- **TASK OBJECTIVE**
Each entry should be written out once more, exactly as given below.
◆ ◆ ◆
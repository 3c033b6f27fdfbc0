//! JWT signing and verification for access and refresh tokens

use std::sync::Arc;

use chrono::Duration;
use jsonwebtoken::errors::ErrorKind;
use jsonwebtoken::{decode, encode, Algorithm, DecodingKey, EncodingKey, Header, Validation};
use serde::{Deserialize, Serialize};
use uuid::Uuid;

use crate::domain::entities::token::{TokenClaims, TokenType};
use crate::errors::TokenError;
use crate::services::clock::Clock;

use super::config::TokenCodecConfig;

const ALGORITHM: Algorithm = Algorithm::HS512;

/// Payload as it travels inside the JWT
///
/// `iat`, `exp` and `jti` exist only on the wire. `jti` keeps two tokens
/// minted for the same user within one second distinct, which matters
/// because refresh tokens double as session keys.
#[derive(Debug, Serialize, Deserialize)]
struct WireClaims {
    username: String,
    admin: bool,
    #[serde(rename = "type")]
    token_type: TokenType,
    iat: i64,
    exp: i64,
    jti: String,
}

struct KeyPair {
    encoding: EncodingKey,
    decoding: DecodingKey,
}

impl KeyPair {
    fn from_secret(secret: &str) -> Self {
        Self {
            encoding: EncodingKey::from_secret(secret.as_bytes()),
            decoding: DecodingKey::from_secret(secret.as_bytes()),
        }
    }
}

/// Signs and verifies the two token kinds, each with its own secret
pub struct TokenCodec {
    config: TokenCodecConfig,
    access_keys: KeyPair,
    refresh_keys: KeyPair,
    validation: Validation,
    clock: Arc<dyn Clock>,
}

impl TokenCodec {
    /// Creates a new codec
    ///
    /// # Arguments
    ///
    /// * `config` - Secrets and lifetimes
    /// * `clock` - Time source for `iat`/`exp` and for expiry checks
    pub fn new(config: TokenCodecConfig, clock: Arc<dyn Clock>) -> Self {
        let access_keys = KeyPair::from_secret(&config.access_secret);
        let refresh_keys = KeyPair::from_secret(&config.refresh_secret);

        // Expiry is checked against the injected clock after decoding.
        let mut validation = Validation::new(ALGORITHM);
        validation.validate_exp = false;
        validation.leeway = 0;

        Self {
            config,
            access_keys,
            refresh_keys,
            validation,
            clock,
        }
    }

    /// Configured lifetime for a token kind
    pub fn ttl(&self, token_type: TokenType) -> Duration {
        match token_type {
            TokenType::Access => self.config.access_ttl(),
            TokenType::Refresh => self.config.refresh_ttl(),
        }
    }

    /// Signs claims with the configured lifetime for their kind
    pub fn issue(&self, claims: &TokenClaims) -> Result<String, TokenError> {
        self.sign(claims, self.ttl(claims.token_type))
    }

    /// Signs claims with an explicit lifetime
    ///
    /// The secret is chosen by `claims.token_type`.
    pub fn sign(&self, claims: &TokenClaims, ttl: Duration) -> Result<String, TokenError> {
        let now = self.clock.now();
        let wire = WireClaims {
            username: claims.username.clone(),
            admin: claims.is_admin,
            token_type: claims.token_type,
            iat: now.timestamp(),
            exp: (now + ttl).timestamp(),
            jti: Uuid::new_v4().to_string(),
        };

        encode(&Header::new(ALGORITHM), &wire, &self.keys(claims.token_type).encoding)
            .map_err(|e| {
                tracing::error!(error = %e, "Failed to sign {} token", claims.token_type);
                TokenError::GenerationFailed
            })
    }

    /// Verifies a token expected to be of `expected` kind
    ///
    /// # Returns
    ///
    /// * `Ok(TokenClaims)` - Identity without transport fields
    /// * `Err(TokenError::Malformed)` - Not a decodable token
    /// * `Err(TokenError::SignatureInvalid)` - MAC mismatch or foreign algorithm
    /// * `Err(TokenError::Expired)` - `exp` is not in the future
    /// * `Err(TokenError::WrongType)` - Decoded kind differs from `expected`
    pub fn verify(&self, token: &str, expected: TokenType) -> Result<TokenClaims, TokenError> {
        let data = decode::<WireClaims>(token, &self.keys(expected).decoding, &self.validation)
            .map_err(|e| match e.kind() {
                ErrorKind::InvalidSignature
                | ErrorKind::InvalidAlgorithm
                | ErrorKind::InvalidAlgorithmName => TokenError::SignatureInvalid,
                ErrorKind::ExpiredSignature => TokenError::Expired,
                _ => TokenError::Malformed,
            })?;

        let wire = data.claims;
        if wire.exp <= self.clock.now().timestamp() {
            return Err(TokenError::Expired);
        }
        if wire.token_type != expected {
            return Err(TokenError::WrongType);
        }

        Ok(TokenClaims {
            username: wire.username,
            is_admin: wire.admin,
            token_type: wire.token_type,
        })
    }

    fn keys(&self, token_type: TokenType) -> &KeyPair {
        match token_type {
            TokenType::Access => &self.access_keys,
            TokenType::Refresh => &self.refresh_keys,
        }
    }
}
◆ ◆ ◆
- **REPLY**
repository 3c033b6f27fdfbc0
//! JWT signing and verification for access and refresh tokens

use std::sync::Arc;

use chrono::Duration;
use jsonwebtoken::errors::ErrorKind;
use jsonwebtoken::{decode, encode, Algorithm, DecodingKey, EncodingKey, Header, Validation};
use serde::{Deserialize, Serialize};
use uuid::Uuid;

use crate::domain::entities::token::{TokenClaims, TokenType};
use crate::errors::TokenError;
use crate::services::clock::Clock;

use super::config::TokenCodecConfig;

const ALGORITHM: Algorithm = Algorithm::HS512;

/// Payload as it travels inside the JWT
///
/// `iat`, `exp` and `jti` exist only on the wire. `jti` keeps two tokens
/// minted for the same user within one second distinct, which matters
/// because refresh tokens double as session keys.
#[derive(Debug, Serialize, Deserialize)]
struct WireClaims {
    username: String,
    admin: bool,
    #[serde(rename = "type")]
    token_type: TokenType,
    iat: i64,
    exp: i64,
    jti: String,
}

struct KeyPair {
    encoding: EncodingKey,
    decoding: DecodingKey,
}

impl KeyPair {
    fn from_secret(secret: &str) -> Self {
        Self {
            encoding: EncodingKey::from_secret(secret.as_bytes()),
            decoding: DecodingKey::from_secret(secret.as_bytes()),
        }
    }
}

/// Signs and verifies the two token kinds, each with its own secret
pub struct TokenCodec {
    config: TokenCodecConfig,
    access_keys: KeyPair,
    refresh_keys: KeyPair,
    validation: Validation,
    clock: Arc<dyn Clock>,
}

impl TokenCodec {
    /// Creates a new codec
    ///
    /// # Arguments
    ///
    /// * `config` - Secrets and lifetimes
    /// * `clock` - Time source for `iat`/`exp` and for expiry checks
    pub fn new(config: TokenCodecConfig, clock: Arc<dyn Clock>) -> Self {
        let access_keys = KeyPair::from_secret(&config.access_secret);
        let refresh_keys = KeyPair::from_secret(&config.refresh_secret);

        // Expiry is checked against the injected clock after decoding.
        let mut validation = Validation::new(ALGORITHM);
        validation.validate_exp = false;
        validation.leeway = 0;

        Self {
            config,
            access_keys,
            refresh_keys,
            validation,
            clock,
        }
    }

    /// Configured lifetime for a token kind
    pub fn ttl(&self, token_type: TokenType) -> Duration {
        match token_type {
            TokenType::Access => self.config.access_ttl(),
            TokenType::Refresh => self.config.refresh_ttl(),
        }
    }

    /// Signs claims with the configured lifetime for their kind
    pub fn issue(&self, claims: &TokenClaims) -> Result<String, TokenError> {
        self.sign(claims, self.ttl(claims.token_type))
    }

    /// Signs claims with an explicit lifetime
    ///
    /// The secret is chosen by `claims.token_type`.
    pub fn sign(&self, claims: &TokenClaims, ttl: Duration) -> Result<String, TokenError> {
        let now = self.clock.now();
        let wire = WireClaims {
            username: claims.username.clone(),
            admin: claims.is_admin,
            token_type: claims.token_type,
            iat: now.timestamp(),
            exp: (now + ttl).timestamp(),
            jti: Uuid::new_v4().to_string(),
        };

        encode(&Header::new(ALGORITHM), &wire, &self.keys(claims.token_type).encoding)
            .map_err(|e| {
                tracing::error!(error = %e, "Failed to sign {} token", claims.token_type);
                TokenError::GenerationFailed
            })
    }

    /// Verifies a token expected to be of `expected` kind
    ///
    /// # Returns
    ///
    /// * `Ok(TokenClaims)` - Identity without transport fields
    /// * `Err(TokenError::Malformed)` - Not a decodable token
    /// * `Err(TokenError::SignatureInvalid)` - MAC mismatch or foreign algorithm
    /// * `Err(TokenError::Expired)` - `exp` is not in the future
    /// * `Err(TokenError::WrongType)` - Decoded kind differs from `expected`
    pub fn verify(&self, token: &str, expected: TokenType) -> Result<TokenClaims, TokenError> {
        let data = decode::<WireClaims>(token, &self.keys(expected).decoding, &self.validation)
            .map_err(|e| match e.kind() {
                ErrorKind::InvalidSignature
                | ErrorKind::InvalidAlgorithm
                | ErrorKind::InvalidAlgorithmName => TokenError::SignatureInvalid,
                ErrorKind::ExpiredSignature => TokenError::Expired,
                _ => TokenError::Malformed,
            })?;

        let wire = data.claims;
        if wire.exp <= self.clock.now().timestamp() {
            return Err(TokenError::Expired);
        }
        if wire.token_type != expected {
            return Err(TokenError::WrongType);
        }

        Ok(TokenClaims {
            username: wire.username,
            is_admin: wire.admin,
            token_type: wire.token_type,
        })
    }

    fn keys(&self, token_type: TokenType) -> &KeyPair {
        match token_type {
            TokenType::Access => &self.access_keys,
            TokenType::Refresh => &self.refresh_keys,
        }
    }
}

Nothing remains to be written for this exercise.